The biplane slipped down through the air and slid lightly onto the wet grass, with no more drama than you'd find in any normal human endeavor. However, my heart was ready to explode. Not with fear or excitement, but with sheer emotion and joy. I was a passenger, sitting in the expansive front seat of the 1929 Travel Air without a stick or even an airspeed indicator. But I felt more comfortable than I ever have. You see, the pilot in the back seat was an old friend.
We'd never actually met before today, but I felt like I knew him well. Many years ago I'd read about his adventures as he and Richard Bach barnstormed their way across the Midwest in a Travel Air much like the one I was riding in today. Cap'n Mac was just "Stu" back then, a 19-year old college kid with barnstorming stars in his eyes and the ability to jump out of a perfectly good airplane and float to earth under a parachute, a skill that drew crowds from the small towns out to pastures and small country airports all across the Midwest. There, he'd help load passengers, sell rides to the squeamish ("Best view on earth, Ma'am -- you'll be able to see the whole town!"), and even gave rides. Now, 40 years later, he's still giving rides in a stunning, pure-white Travel Air. I'd won a raffle for this ride and, by luck of the draw, I'd been picked to fly with him instead of one of the other four pilots.

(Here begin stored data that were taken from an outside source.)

//! Standard algebraic notation (SAN) for moves, as shown in move lists:
//! `e4`, `Nf3`, `exd5`, `Rad1`, `e8=Q+`, `O-O`, `Qh4#`.

use crate::movegen::{generate_legal_moves, is_checkmate};
use crate::position::Position;
use crate::types::{Move, PieceType};

/// Renders a legal move from `before` in SAN.
///
/// `after` is the position the move leads to; it decides the `+`/`#` suffix.
pub fn to_san(before: &Position, mv: Move, after: &Position) -> String {
    let Some(piece) = before.piece_at(mv.from) else {
        return mv.to_string();
    };

    let mut san = if mv.is_castle(piece) {
        if mv.to.file() > mv.from.file() {
            "O-O".to_string()
        } else {
            "O-O-O".to_string()
        }
    } else {
        let is_capture = before.piece_at(mv.to).is_some()
            || (piece.piece_type == PieceType::Pawn && mv.from.file() != mv.to.file());
        let mut san = String::new();

        if piece.piece_type == PieceType::Pawn {
            if is_capture {
                san.push(mv.from.file().to_char());
            }
        } else {
            san.push(piece.piece_type.letter());
            san.push_str(&disambiguation(before, mv, piece.piece_type));
        }

        if is_capture {
            san.push('x');
        }
        san.push_str(&mv.to.to_string());

        if let Some(promotion) = mv.promotion {
            san.push('=');
            san.push(promotion.letter());
        }
        san
    };

    if is_checkmate(after) {
        san.push('#');
    } else if after.is_in_check() {
        san.push('+');
    }
    san
}

/// File, rank, or full square of the origin when another piece of the same
/// kind could also reach the destination.
fn disambiguation(before: &Position, mv: Move, kind: PieceType) -> String {
    let rivals: Vec<Move> = generate_legal_moves(before)
        .into_iter()
        .filter(|other| {
            other.to == mv.to
                && other.from != mv.from
                && before.piece_at(other.from).map(|p| p.piece_type) == Some(kind)
        })
        .collect();

    if rivals.is_empty() {
        return String::new();
    }

    let shares_file = rivals.iter().any(|r| r.from.file() == mv.from.file());
    let shares_rank = rivals.iter().any(|r| r.from.rank() == mv.from.rank());

    if !shares_file {
        mv.from.file().to_char().to_string()
    } else if !shares_rank {
        mv.from.rank().to_char().to_string()
    } else {
        mv.from.to_string()
    }
}
//! The computer opponent: one uniformly random legal move per turn.

use crate::applier::{self, Applied, ProposedMove};
use crate::error::SessionError;
use arbiter_core::{Move, PositionOracle};
use rand::seq::SliceRandom;
use rand::SeedableRng;
use rand_chacha::ChaCha8Rng;
use tracing::{debug, error};

/// Picks one move out of the legal moves of a position.
pub trait MoveSelector {
    fn select(&mut self, moves: &[Move]) -> Option<Move>;
}

impl<F> MoveSelector for F
where
    F: FnMut(&[Move]) -> Option<Move>,
{
    fn select(&mut self, moves: &[Move]) -> Option<Move> {
        self(moves)
    }
}

/// Every legal move is equally likely.
pub struct RandomSelector {
    rng: ChaCha8Rng,
}

impl RandomSelector {
    /// A selector seeded from the thread-local generator.
    pub fn new() -> Self {
        Self::seeded(rand::random())
    }

    /// A reproducible selector.
    pub fn seeded(seed: u64) -> Self {
        Self {
            rng: ChaCha8Rng::seed_from_u64(seed),
        }
    }
}

impl Default for RandomSelector {
    fn default() -> Self {
        Self::new()
    }
}

impl MoveSelector for RandomSelector {
    fn select(&mut self, moves: &[Move]) -> Option<Move> {
        moves.choose(&mut self.rng).copied()
    }
}

pub struct OpponentDriver {
    selector: Box<dyn MoveSelector>,
}

impl OpponentDriver {
    pub fn new(selector: impl MoveSelector + 'static) -> Self {
        Self {
            selector: Box::new(selector),
        }
    }

    /// Chooses and plays one legal move for the side to move.
    ///
    /// A position without legal moves should already have ended the game;
    /// reaching one here is reported as [`SessionError::NoLegalMoves`].
    pub fn play_random_move<O: PositionOracle>(
        &mut self,
        oracle: &O,
        position: &O::Position,
    ) -> Result<Applied<O::Position>, SessionError> {
        let moves = oracle.legal_moves(position);
        if moves.is_empty() {
            error!("opponent asked to move in a position without legal moves");
            return Err(SessionError::NoLegalMoves);
        }

        let Some(choice) = self.selector.select(&moves) else {
            error!(candidates = moves.len(), "move selector returned nothing");
            return Err(SessionError::NoLegalMoves);
        };
        debug!(%choice, candidates = moves.len(), "opponent picked a move");

        Ok(applier::apply(oracle, position, ProposedMove::from(choice))?)
    }
}

impl Default for OpponentDriver {
    fn default() -> Self {
        Self::new(RandomSelector::new())
    }
}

After lifting off the smooth, grass runway, we climbed to 500 feet and circled low over town a few times, trying to attract customers to the airport in the age-old, traditional way. I rested my arm on the leather cockpit coaming, and at 80 miles per hour, tiny raindrops pelted my skin like little needles. I didn't care. I turned and grinned at Cap'n Mac as he pulled up gracefully and did a big, lazy whifferdill. After a little more sightseeing, we meandered our way back to the pattern for a gentle landing.

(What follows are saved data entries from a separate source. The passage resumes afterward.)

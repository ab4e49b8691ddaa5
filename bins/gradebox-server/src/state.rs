use std::path::PathBuf;
use std::sync::Arc;

use crate::auth::AuthGateway;
use crate::ingest::IngestService;
use crate::poll::PollTracker;
use crate::store::ResultStore;

/// HTTP surface options that do not belong to any one component.
#[derive(Debug, Clone, Default)]
pub struct HttpOptions {
    pub allow_cors: bool,
    pub static_dir: Option<PathBuf>,
}

/// Shared by every request handler.
pub struct AppState {
    pub auth: AuthGateway,
    pub ingest: IngestService,
    pub store: ResultStore,
    pub polls: Arc<PollTracker>,
    pub options: HttpOptions,
}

I know what I must do in my retirement. There is nothing else I want to do but spend my summers barnstorming around the country, meeting people and sharing the magic gift of flying in an old biplane.
You never know when a pleasant flight in an 80-year old airplane on a summer afternoon will change your life. Thanks to Cap’n Mac for reawakening my true flying soul, and reminding me what my calling is.